Abstract
CRISPR/Cas9 mediated genome-editing (GE) technology is a very powerful tool for the easy and rapid development of genetically modified animals. Although the off-target effects of GE were primarily of concern, diverse and frequent unintentional mutations were found in the so-called “on-target” site in generating knock-in mice with a single nucleotide substitution at the H1 enhancer Hox binding site (HBS) of Myf5 locus. Here, we report on the transition of these mutations to the next generation.
In zygotic GE, ribonucleoprotein complexes of Cas9 nuclease and 2 guide RNAs flanking HBS, alongside with a donor single-stranded DNA were electroporated at one-cell. After the 2-cell eggs were transplanted into the oviduct of pseudo pregnant mice, 15 offspring (N0) was obtained. Furthermore, N1 was obtained by mating N0 with the wild type. The target region was amplified by PCR using the tail DNA as a template, and TA cloning was performed to analyze the sequence.
The number of mutant allele types detected in most N1 mice was lower than that in N0 mice corresponding to each N1 mouse.
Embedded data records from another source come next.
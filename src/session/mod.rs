//! Session identity, status, and the concurrent registry.

mod id;
mod registry;
mod state;

pub use id::SessionId;
pub use registry::{
    BackendControl, BackendHandle, SessionInfo, SessionKind, SessionRegistry, TakeOutcome,
};
pub use state::SessionStatus;
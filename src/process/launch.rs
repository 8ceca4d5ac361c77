//! Shell and interpreter selection.
//!
//! Pure decision logic: given the OS family and what the session should
//! run, produce the command line to launch. Kept side-effect free so the
//! rest of the engine stays OS-agnostic.

use std::path::{Component, Path, PathBuf};

use crate::error::TermRelayError;
use crate::Result;

/// OS family the engine branches on.
#[derive(Debug, Clone, Copy, PartialEq, Eq)]
pub enum OsFamily {
    Unix,
    Windows,
}

impl OsFamily {
    /// Detect the host OS family.
    pub fn host() -> Self {
        if cfg!(windows) {
            OsFamily::Windows
        } else {
            OsFamily::Unix
        }
    }
}

/// A resolved command line ready to spawn.
#[derive(Debug, Clone, PartialEq, Eq)]
pub struct LaunchPlan {
    /// Program to execute.
    pub program: String,
    /// Arguments, in order.
    pub args: Vec<String>,
}

impl LaunchPlan {
    fn new(program: impl Into<String>, args: &[&str]) -> Self {
        Self {
            program: program.into(),
            args: args.iter().map(|s| s.to_string()).collect(),
        }
    }
}

/// Plan for an interactive shell session.
pub fn interactive_shell(os: OsFamily) -> LaunchPlan {
    match os {
        OsFamily::Unix => {
            let shell = std::env::var("SHELL").unwrap_or_else(|_| "/bin/sh".to_string());
            LaunchPlan {
                program: shell,
                args: vec!["-i".to_string()],
            }
        }
        OsFamily::Windows => LaunchPlan::new("cmd.exe", &[]),
    }
}

/// Plan for running a specific script through the interpreter appropriate
/// for the OS and the script's extension.
pub fn script_command(os: OsFamily, script: &Path) -> LaunchPlan {
    let path = script.to_string_lossy().to_string();
    let ext = script
        .extension()
        .map(|e| e.to_string_lossy().to_ascii_lowercase())
        .unwrap_or_default();

    match (os, ext.as_str()) {
        (OsFamily::Unix, "sh") => LaunchPlan {
            program: "/bin/sh".to_string(),
            args: vec![path],
        },
        (OsFamily::Unix, "py") => LaunchPlan {
            program: "python3".to_string(),
            args: vec![path],
        },
        (OsFamily::Unix, _) => LaunchPlan {
            program: path,
            args: vec![],
        },
        (OsFamily::Windows, "bat") | (OsFamily::Windows, "cmd") => LaunchPlan {
            program: "cmd.exe".to_string(),
            args: vec!["/C".to_string(), path],
        },
        (OsFamily::Windows, "ps1") => LaunchPlan {
            program: "powershell.exe".to_string(),
            args: vec!["-File".to_string(), path],
        },
        (OsFamily::Windows, "py") => LaunchPlan {
            program: "python".to_string(),
            args: vec![path],
        },
        (OsFamily::Windows, _) => LaunchPlan {
            program: path,
            args: vec![],
        },
    }
}

/// Resolve a script path against the configured base directory.
///
/// Rejects absolute paths and any parent-directory segment before the
/// filesystem is touched.
pub fn resolve_script(base_dir: &Path, script: &str) -> Result<PathBuf> {
    let requested = Path::new(script);

    if requested.is_absolute() {
        return Err(TermRelayError::PathTraversalRejected(script.to_string()));
    }

    for component in requested.components() {
        match component {
            Component::ParentDir => {
                return Err(TermRelayError::PathTraversalRejected(script.to_string()))
            }
            Component::Prefix(_) | Component::RootDir => {
                return Err(TermRelayError::PathTraversalRejected(script.to_string()))
            }
            Component::Normal(_) | Component::CurDir => {}
        }
    }

    Ok(base_dir.join(requested))
}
However, not only the knock-in type but also unintentional mutations such as large deletion type and tandem knock-in type were detected in N1. Therefore, under the conditions of this study, most of the various on-target mutations were transmitted to the next generation without exclusion. These potential features of GE technology strongly suggest that proper selection for the purpose is essential for ensuring the safety of GE foods and medicines.